# $SnapHashLicense:
#
# SnapLogic - Open source data services
#
# Copyright (C) 2008 - 2009, SnapLogic, Inc. All rights reserved.
#
# See http://www.snaplogic.org for more information about
# the SnapLogic project.
#
# This program is free software, distributed under the terms of
# the GNU General Public License Version 2. See the LEGAL file
# at the top of the source tree.
#
# "SnapLogic" is a trademark of SnapLogic, Inc.
#
#
# $
# $Id: TypeConverter.py 10330 2009-12-24 22:13:38Z grisha $
"""
Type conversion component. The values are converted from input
fields and are assigned to the output field of the same name. It
is assumed that the input and output views have the same number of
fields. When applicable, a format string can be provided to guide
conversion of datatime and numeric values. The conversion rules are
as follows:
datetime to string
string to datetime
number to string
in accordance with format (see TypeConverterResDef.FormatString
below).
string to number - interpret string as number, if possible.
number to datetime
datetime to number
for simplicity, disallowed. Whether this should be allowed,
treating number as number of seconds since (or before, for
negative values) the epoch can be discussed for the next release.
"""
__docformat__ = "epytext en"
from datetime import datetime
import time
from decimal import Decimal
import sys
from snaplogic.common.data_types import Record
from snaplogic.common import version_info
from snaplogic.cc import component_api
from snaplogic.cc.component_api import ComponentAPI
from snaplogic.common.snap_exceptions import SnapComponentError
import snaplogic.cc.prop as prop
from snaplogic import components
from snaplogic.snapi_base import keys
# Public names
FIELD_NAME = 'field_name'
FIELD_FORMAT = 'field_format'
CONVERT_SPEC = 'conv_spec'
CONVERT_SPECS = 'conv_specs'
DefaultDateTimeFormatString = "%Y-%m-%dT%H:%M:%S"
"""ISO 8601 format."""
DefaultNumberFormatString = "%s"
"""No formatting."""
class TypeConverter(ComponentAPI):
"""
The type conversion component.
"""
api_version = '1.0'
component_version = '1.2'
capabilities = {
ComponentAPI.CAPABILITY_INPUT_VIEW_LOWER_LIMIT : 1,
ComponentAPI.CAPABILITY_INPUT_VIEW_UPPER_LIMIT : 1,
ComponentAPI.CAPABILITY_OUTPUT_VIEW_LOWER_LIMIT : 1,
ComponentAPI.CAPABILITY_OUTPUT_VIEW_UPPER_LIMIT : 1,
ComponentAPI.CAPABILITY_ALLOW_PASS_THROUGH : True
}
component_description = "Converts types of fields with same names."
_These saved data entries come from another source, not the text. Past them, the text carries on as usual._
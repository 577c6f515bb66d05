//! Pure parsing of the control-port events the state machine (C8) needs,
//! per §4.8's input list: `STATUS_CLIENT`'s `BOOTSTRAP` notices and
//! `NETWORK_LIVENESS`. tor emits these over the control port in addition to
//! (not instead of) the stdout notice lines [`crate::log_classify`] already
//! parses, so both routes feed the same [`crate::state::StateMachine`]
//! methods and rely on their own idempotence (a repeated or
//! already-applied bootstrap percentage or network state is a no-op there).

use tor_ctl::auth::parse_keyword_value;
use tor_ctl::{EventRecord, NetworkState};

/// Extracts `N` from a `STATUS_CLIENT ... BOOTSTRAP PROGRESS=N ...` event.
pub fn bootstrap_from_status_client(event: &EventRecord) -> Option<u8> {
    if event.keyword != "STATUS_CLIENT" || !event.message.contains("BOOTSTRAP") {
        return None;
    }
    let value = parse_keyword_value(&event.message, "PROGRESS")?;
    value.parse().ok()
}

/// Reads a `NETWORK_LIVENESS UP`/`NETWORK_LIVENESS DOWN` event.
pub fn network_state_from_liveness(event: &EventRecord) -> Option<NetworkState> {
    if event.keyword != "NETWORK_LIVENESS" {
        return None;
    }
    match event.message.trim() {
        "UP" => Some(NetworkState::Enabled),
        "DOWN" => Some(NetworkState::Disabled),
        _ => None,
    }
}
component_label = "Type Converter"
component_doc_uri = "https://www.snaplogic.org/trac/wiki/Documentation/%s/ComponentRef/TypeConverter" % \
version_info.doc_uri_version
def create_resource_template(self):
"""
Create TypeConverter resource definition template.
We define a 'formatString' property, which is a list of tuples,
each indicating an input field and its desired conversion.
"""
field_name = prop.SimpleProp(FIELD_NAME, "string", "Input field to convert",
{'lov': [ keys.CONSTRAINT_LOV_INPUT_FIELD] }, required=True)
field_format = prop.SimpleProp(FIELD_FORMAT, "string", "Format string")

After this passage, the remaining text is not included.